Еще в начале 1960-х годов в связи с подготовкой шеститомного издания «Истории Великой Отечественной войны Советского Союза» советскими военными историками были проведены обстоятельные подсчеты, по итогам которых общие потери определялись в 26 млн. Однако в то время руководство страны сочло их недопустимо высокими и «округлило» до десятков миллионов. В результате в обиход историков как в СССР, так и за рубежом надолго вошла «сверхприблизительная» оценка, высказанная главой партии Л. И. Брежневым на торжественном заседании, посвященном 20-летию победы, 9 мая 1965 г.: «более 20 миллионов»[150]. На три десятилетия эта цифра стала непреложной для всей нашей историографии. Уже на закате советской эпохи, в начале 90-х годов по итогам работы специальной комиссии Генштаба Минобороны, в распоряжении которой имелись важнейшие архивные источники (в том числе именные списки безвозвратных демографических потерь военнослужащих Красной армии за 1941–1945 гг.) были определены общие потери погибших граждан СССР – 26,6 млн. человек, в том числе потери советских вооруженных сил вместе с пограничными и внутренним войсками, составившие в общей сложности 8 млн. 668 тыс. человек[151]. И лишь в мае 1990 г. на заседании Верховного Совета СССР, к очередной годовщине Победы президент страны и генсек ЦК КПСС М. С. Горбачев заявил о «почти 27 млн. жизней» советских граждан, которые унесла война[152].
Впоследствии работа по уточнению потерь продолжалась, дополнялась источниковая база, совершенствовалась методика подсчета.
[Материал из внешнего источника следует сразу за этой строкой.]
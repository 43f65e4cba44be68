// On-disk model artifact schema.
//
// The artifact is an explicit, versioned JSON document — a vocabulary plus
// a dense topic-term weight matrix with a declared shape — produced by the
// offline training job. Structural validation happens here, at load time;
// nothing downstream ever re-checks shapes or weights.

use std::collections::HashSet;

use serde::{Deserialize, Serialize};

use crate::error::Error;

/// The only artifact format this build understands.
pub const FORMAT_VERSION: u32 = 1;

/// Serialized form of a fitted topic model.
#[derive(Debug, Serialize, Deserialize)]
pub struct TopicArtifact {
    pub format_version: u32,
    /// Position i is the canonical identity of term i everywhere:
    /// vectorizer output index and matrix column alike.
    pub vocabulary: Vec<String>,
    /// Row t, column i: affinity of term i to topic t.
    pub topic_term_matrix: Vec<Vec<f64>>,
}

impl TopicArtifact {
    /// Reject any structure the inference core cannot safely index into.
    pub fn validate(&self) -> Result<(), Error> {
        let incompatible = |reason: String| Error::ArtifactIncompatible { reason };

        if self.format_version != FORMAT_VERSION {
            return Err(incompatible(format!(
                "format_version {} (this build reads {FORMAT_VERSION})",
                self.format_version
            )));
        }
        if self.vocabulary.is_empty() {
            return Err(incompatible("empty vocabulary".into()));
        }
        let unique: HashSet<&str> = self.vocabulary.iter().map(String::as_str).collect();
        if unique.len() != self.vocabulary.len() {
            return Err(incompatible("vocabulary contains duplicate terms".into()));
        }
        if self.topic_term_matrix.is_empty() {
            return Err(incompatible("topic-term matrix has no rows".into()));
        }
        for (t, row) in self.topic_term_matrix.iter().enumerate() {
            if row.len() != self.vocabulary.len() {
                return Err(incompatible(format!(
                    "topic {t} row has {} columns, vocabulary has {} terms",
                    row.len(),
                    self.vocabulary.len()
                )));
            }
            if let Some(i) = row.iter().position(|w| !w.is_finite() || *w < 0.0) {
                return Err(incompatible(format!(
                    "topic {t} weight for term {i} is {} (must be finite and >= 0)",
                    row[i]
                )));
            }
        }
        Ok(())
    }
}

#[cfg(test)]
mod tests {
    use super::*;

    fn toy() -> TopicArtifact {
        TopicArtifact {
            format_version: FORMAT_VERSION,
            vocabulary: vec!["cat".into(), "dog".into()],
            topic_term_matrix: vec![vec![5.0, 4.0], vec![0.0, 1.0]],
        }
    }

    #[test]
    fn valid_artifact_passes() {
        assert!(toy().validate().is_ok());
    }

    #[test]
    fn wrong_version_is_incompatible() {
        let mut a = toy();
        a.format_version = 2;
        assert!(matches!(
            a.validate(),
            Err(Error::ArtifactIncompatible { .. })
        ));
    }

    #[test]
    fn ragged_matrix_is_incompatible() {
        let mut a = toy();
        a.topic_term_matrix[1] = vec![0.0];
        assert!(matches!(
            a.validate(),
            Err(Error::ArtifactIncompatible { .. })
        ));
    }

    #[test]
    fn negative_or_nan_weight_is_incompatible() {
        let mut a = toy();
        a.topic_term_matrix[0][1] = -1.0;
        assert!(a.validate().is_err());
        a.topic_term_matrix[0][1] = f64::NAN;
        assert!(a.validate().is_err());
    }

    #[test]
    fn duplicate_vocabulary_is_incompatible() {
        let mut a = toy();
        a.vocabulary[1] = "cat".into();
        assert!(a.validate().is_err());
    }
}
// Colored terminal output for inference results.
//
// This module handles all terminal-specific formatting; the main.rs
// command handlers delegate here.

use colored::Colorize;

use crate::pipeline::Inference;

/// Display one scored article: dominant topic plus its top terms.
pub fn display_inference(inference: &Inference, label: &str) {
    println!();
    println!(
        "{} {}",
        format!("Dominant topic for {label}:").bold(),
        format!("#{}", inference.topic_id).cyan().bold()
    );
    display_terms(&inference.terms);
}

/// Display a full topic listing: every topic in the model with its terms.
pub fn display_topic_listing(topics: &[(usize, Vec<String>)]) {
    if topics.is_empty() {
        println!("Model has no topics.");
        return;
    }
    println!("\n{}", format!("=== {} topics ===", topics.len()).bold());
    for (topic_id, terms) in topics {
        println!("\n  {}", format!("Topic #{topic_id}").cyan().bold());
        display_terms(terms);
    }
}

fn display_terms(terms: &[String]) {
    if terms.is_empty() {
        println!("  {}", "(no terms requested)".dimmed());
        return;
    }
    for (rank, term) in terms.iter().enumerate() {
        println!("  {:>3}. {}", rank + 1, term.green());
    }
}
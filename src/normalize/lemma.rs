// English lemmatizer: irregular-form exceptions table + ordered suffix
// detachment rules (the classic morphy noun rules).
//
// The exceptions table is the startup-time resource the normalizer depends
// on. A default table is embedded in the binary; an on-disk override can be
// supplied via config, and if it is supplied it must exist and parse —
// a missing resource is a fatal startup error, never a per-call one.

use std::collections::HashMap;
use std::fs;
use std::path::Path;

use anyhow::{Context, Result};
use tracing::debug;

/// Detachment rules tried longest-suffix-first. The first matching rule
/// wins; words already in base form fall through unchanged.
const NOUN_RULES: [(&str, &str); 7] = [
    ("ches", "ch"),
    ("shes", "sh"),
    ("ses", "s"),
    ("xes", "x"),
    ("zes", "z"),
    ("ies", "y"),
    ("s", ""),
];

/// Reduces an inflected English word to its dictionary base form.
///
/// Immutable after construction, so one instance can be shared across
/// concurrent inference calls without locking.
pub struct Lemmatizer {
    exceptions: HashMap<String, String>,
}

impl Lemmatizer {
    /// Build a lemmatizer from the exceptions table embedded at compile time.
    pub fn embedded() -> Result<Self> {
        Self::parse(include_str!("../../assets/lemma_exceptions.tsv"))
            .context("embedded lemma exceptions table is malformed")
    }

    /// Build a lemmatizer from an on-disk exceptions table.
    ///
    /// Fails if the file is missing or any line is not `form<TAB>lemma`.
    pub fn from_file(path: &Path) -> Result<Self> {
        let raw = fs::read_to_string(path)
            .with_context(|| format!("cannot read lemma exceptions from {}", path.display()))?;
        let lemmatizer = Self::parse(&raw)
            .with_context(|| format!("malformed lemma exceptions table {}", path.display()))?;
        debug!(
            entries = lemmatizer.exceptions.len(),
            path = %path.display(),
            "Loaded lemma exceptions table"
        );
        Ok(lemmatizer)
    }

    fn parse(raw: &str) -> Result<Self> {
        let mut exceptions = HashMap::new();
        for (lineno, line) in raw.lines().enumerate() {
            let line = line.trim();
            if line.is_empty() || line.starts_with('#') {
                continue;
            }
            let (form, lemma) = line
                .split_once('\t')
                .with_context(|| format!("line {}: expected form<TAB>lemma", lineno + 1))?;
            exceptions.insert(form.trim().to_string(), lemma.trim().to_string());
        }
        Ok(Self { exceptions })
    }

    /// Return the base form of `word`. Expects lowercased input.
    ///
    /// Exceptions take priority over rules; a word no rule matches is
    /// already its own lemma.
    pub fn lemma(&self, word: &str) -> String {
        if let Some(lemma) = self.exceptions.get(word) {
            return lemma.clone();
        }

        for (suffix, replacement) in NOUN_RULES {
            if let Some(stem) = word.strip_suffix(suffix) {
                if stem.is_empty() {
                    continue;
                }
                // "ses" only applies after a consonant (glasses, lenses);
                // vowel stems (houses, cases) are plain e-stem plurals and
                // fall through to the bare "s" rule.
                if suffix == "ses" && stem.ends_with(|c| "aeiou".contains(c)) {
                    continue;
                }
                // Bare "s" stripping has false positives the other rules
                // don't: leave -ss, -us, -is words (glass, virus, basis)
                // and words with no real stem left.
                if suffix == "s"
                    && (stem.len() < 3
                        || stem.ends_with('s')
                        || stem.ends_with('u')
                        || stem.ends_with('i'))
                {
                    continue;
                }
                return format!("{stem}{replacement}");
            }
        }

        word.to_string()
    }
}
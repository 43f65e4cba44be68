// Web server — Axum-based serving boundary for the inference pipeline.
//
// The model is loaded once, before the listener binds; every request
// shares the same immutable pipeline through AppState. All inference
// semantics live in the core facade — this layer only parses JSON and
// maps errors to status codes.

use std::sync::Arc;

use anyhow::Result;
use axum::extract::State;
use axum::http::StatusCode;
use axum::response::{IntoResponse, Response};
use axum::routing::{get, post};
use axum::{Json, Router};
use serde::Deserialize;
use tower_http::cors::CorsLayer;
use tower_http::trace::TraceLayer;
use tracing::info;

use crate::pipeline::TopicPipeline;

/// Shared application state threaded through all Axum handlers.
#[derive(Clone)]
pub struct AppState {
    pub pipeline: Arc<TopicPipeline>,
}

/// Start the Axum server and block until it exits.
pub async fn run_server(pipeline: Arc<TopicPipeline>, bind: &str, port: u16) -> Result<()> {
    let state = AppState { pipeline };
    let app = build_router(state);

    let addr = format!("{bind}:{port}");
    info!("Topical API listening on http://{addr}");

    let listener = tokio::net::TcpListener::bind(&addr).await?;
    axum::serve(listener, app).await?;
    Ok(())
}

fn build_router(state: AppState) -> Router {
    Router::new()
        .route("/", get(home))
        .route("/health", get(health))
        .route("/predict", post(predict))
        .layer(CorsLayer::permissive())
        .layer(TraceLayer::new_for_http())
        .with_state(state)
}

async fn home() -> &'static str {
    "Let's do some topic modeling!"
}

async fn health() -> impl IntoResponse {
    Json(serde_json::json!({ "status": "ok" }))
}

/// POST /predict request body. `top_n` defaults to 10 terms.
#[derive(Deserialize)]
struct PredictRequest {
    article: String,
    #[serde(default = "default_top_n")]
    top_n: usize,
}

fn default_top_n() -> usize {
    10
}

/// POST /predict — score one article, return the dominant topic and its
/// top terms as JSON.
async fn predict(State(state): State<AppState>, Json(request): Json<PredictRequest>) -> Response {
    match state.pipeline.infer(&request.article, request.top_n) {
        Ok(inference) => Json(inference).into_response(),
        Err(e) => {
            tracing::error!(error = %e, "Inference failed");
            api_error(StatusCode::INTERNAL_SERVER_ERROR, "Inference failed")
        }
    }
}

/// Uniform JSON error body for API responses.
fn api_error(status: StatusCode, message: &str) -> Response {
    (status, Json(serde_json::json!({ "error": message }))).into_response()
}
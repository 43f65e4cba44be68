// Topical: latent-topic inference for news articles.
//
// This is the library root. The inference pipeline runs
// normalize -> vectorize -> score -> rank over a model artifact fitted
// offline and loaded once per process.

pub mod config;
pub mod dataset;
pub mod error;
pub mod model;
pub mod normalize;
pub mod output;
pub mod pipeline;
pub mod ranking;
pub mod scoring;
pub mod web;
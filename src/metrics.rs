use anyhow::Result;
use plotters::prelude::*;

use crate::mechanics::rolling::{
    final_disk_speed, potential_energy, rotational_energy, translational_energy,
};

#[derive(Debug)]
pub struct DataPoint {
    pub height: f64,
    pub mass: f64,
    pub radius: f64,
    pub final_speed: f64,
    pub potential_energy: f64,
    pub translational_energy: f64,
    pub rotational_energy: f64,
}

/// Snapshot of one descent; `None` if the inputs fail validation.
pub fn snapshot(
    height: f64,
    length: f64,
    incline: f64,
    mass: f64,
    friction: f64,
    radius: f64,
) -> Option<DataPoint> {
    let final_speed = final_disk_speed(height, length, incline, mass, friction, radius)?;
    Some(DataPoint {
        height,
        mass,
        radius,
        final_speed,
        potential_energy: potential_energy(mass, height),
        translational_energy: translational_energy(mass, final_speed),
        rotational_energy: rotational_energy(mass, final_speed),
    })
}

pub fn export_csv(log: &[DataPoint], path: &str) -> Result<()> {
    let mut writer = csv::Writer::from_path(path)?;
    writer.write_record([
        "height",
        "mass",
        "radius",
        "final_speed",
        "potential_energy",
        "translational_energy",
        "rotational_energy",
    ])?;
    for dp in log {
        writer.write_record(&[
            format!("{:.3}", dp.height),
            format!("{:.3}", dp.mass),
            format!("{:.3}", dp.radius),
            format!("{:.6}", dp.final_speed),
            format!("{:.3}", dp.potential_energy),
            format!("{:.3}", dp.translational_energy),
            format!("{:.3}", dp.rotational_energy),
        ])?;
    }
    writer.flush()?;
    println!("✅ Data exported to {path}");
    Ok(())
}

pub fn plot_results(log: &[DataPoint], path: &str) -> Result<()> {
    let root = BitMapBackend::new(path, (800, 600)).into_drawing_area();
    root.fill(&WHITE)?;

    let x_max = log.iter().map(|d| d.height).fold(0.0, f64::max).max(1.0);
    let y_max = log
        .iter()
        .map(|d| d.potential_energy.max(d.final_speed))
        .fold(0.0, f64::max)
        .ceil()
        .max(1.0);

    let mut chart = ChartBuilder::on(&root)
        .caption("Rolling Disk Descent", ("sans-serif", 24))
        .margin(10)
        .x_label_area_size(40)
        .y_label_area_size(60)
        .build_cartesian_2d(0f64..x_max, 0f64..y_max)?;

    chart
        .configure_mesh()
        .x_desc("Drop height (m)")
        .y_desc("Speed (m/s) / Energy (J)")
        .draw()?;

    chart
        .draw_series(LineSeries::new(
            log.iter().map(|d| (d.height, d.final_speed)),
            &BLUE,
        ))?
        .label("Final speed")
        .legend(|(x, y)| PathElement::new(vec![(x, y), (x + 10, y)], &BLUE));

    chart
        .draw_series(LineSeries::new(
            log.iter().map(|d| (d.height, d.translational_energy)),
            &RED,
        ))?
        .label("Translational KE")
        .legend(|(x, y)| PathElement::new(vec![(x, y), (x + 10, y)], &RED));

    chart
        .draw_series(LineSeries::new(
            log.iter().map(|d| (d.height, d.rotational_energy)),
            &GREEN,
        ))?
        .label("Rotational KE")
        .legend(|(x, y)| PathElement::new(vec![(x, y), (x + 10, y)], &GREEN));

    chart.configure_series_labels().border_style(&BLACK).draw()?;
    println!("✅ Plot saved to {path}");

    Ok(())
}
Вышел целый ряд изданий по данной проблематике, в том числе фундаментальные историко-статистические исследования[153]. Однако принципиальных корректив в имеющиеся на тот момент данные и проведенные расчеты внесено не было. И сегодня число жертв войны с советской стороны в большинстве трудов определяется в 26,6 млн. человек. Понятно, что в данном случае не приходится говорить об абсолютной точности, но проведенные (причем неоднократно) подсчеты, их статистическая, документальная база не допускает погрешности в миллионы или даже сотни тысяч, как это убедительно показано в новейших исследованиях по интересующей нас теме[154]. Впрочем, и цифра в 26–27 миллионов – колоссальна, ведь это свыше 40 % всех погибших во второй мировой войне и вдвое больше потерь Германии и ее союзников на советско-германском фронте – 11,5 млн. человек[155]:
В связи с этим возникает вопрос о причинах, которые привели к столь внушительной разнице между советскими и немецкими потерями. Прежде всего, они связаны со стратегическими целями сторон. СССР защищал себя от внешней агрессии, в то время, как Германия вела войну на уничтожение – последовательное истребление, геноцид славянских народов. Напомним, что согласно гитлеровской доктрине, положенной в основу генерального плана «Ост», предусматривалось в течение нескольких лет уничтожение 46–51 млн. русских и других славянских народов. Не случайно в этой связи, что военные потери и потери гражданского населения СССР и Германии находятся едва ли не в обратной пропорции. Стоит отметить, что Красная армия и советские спецслужбы не проводили массовых карательных акций против мирного населения. В противном случае соотношение было бы совсем иным.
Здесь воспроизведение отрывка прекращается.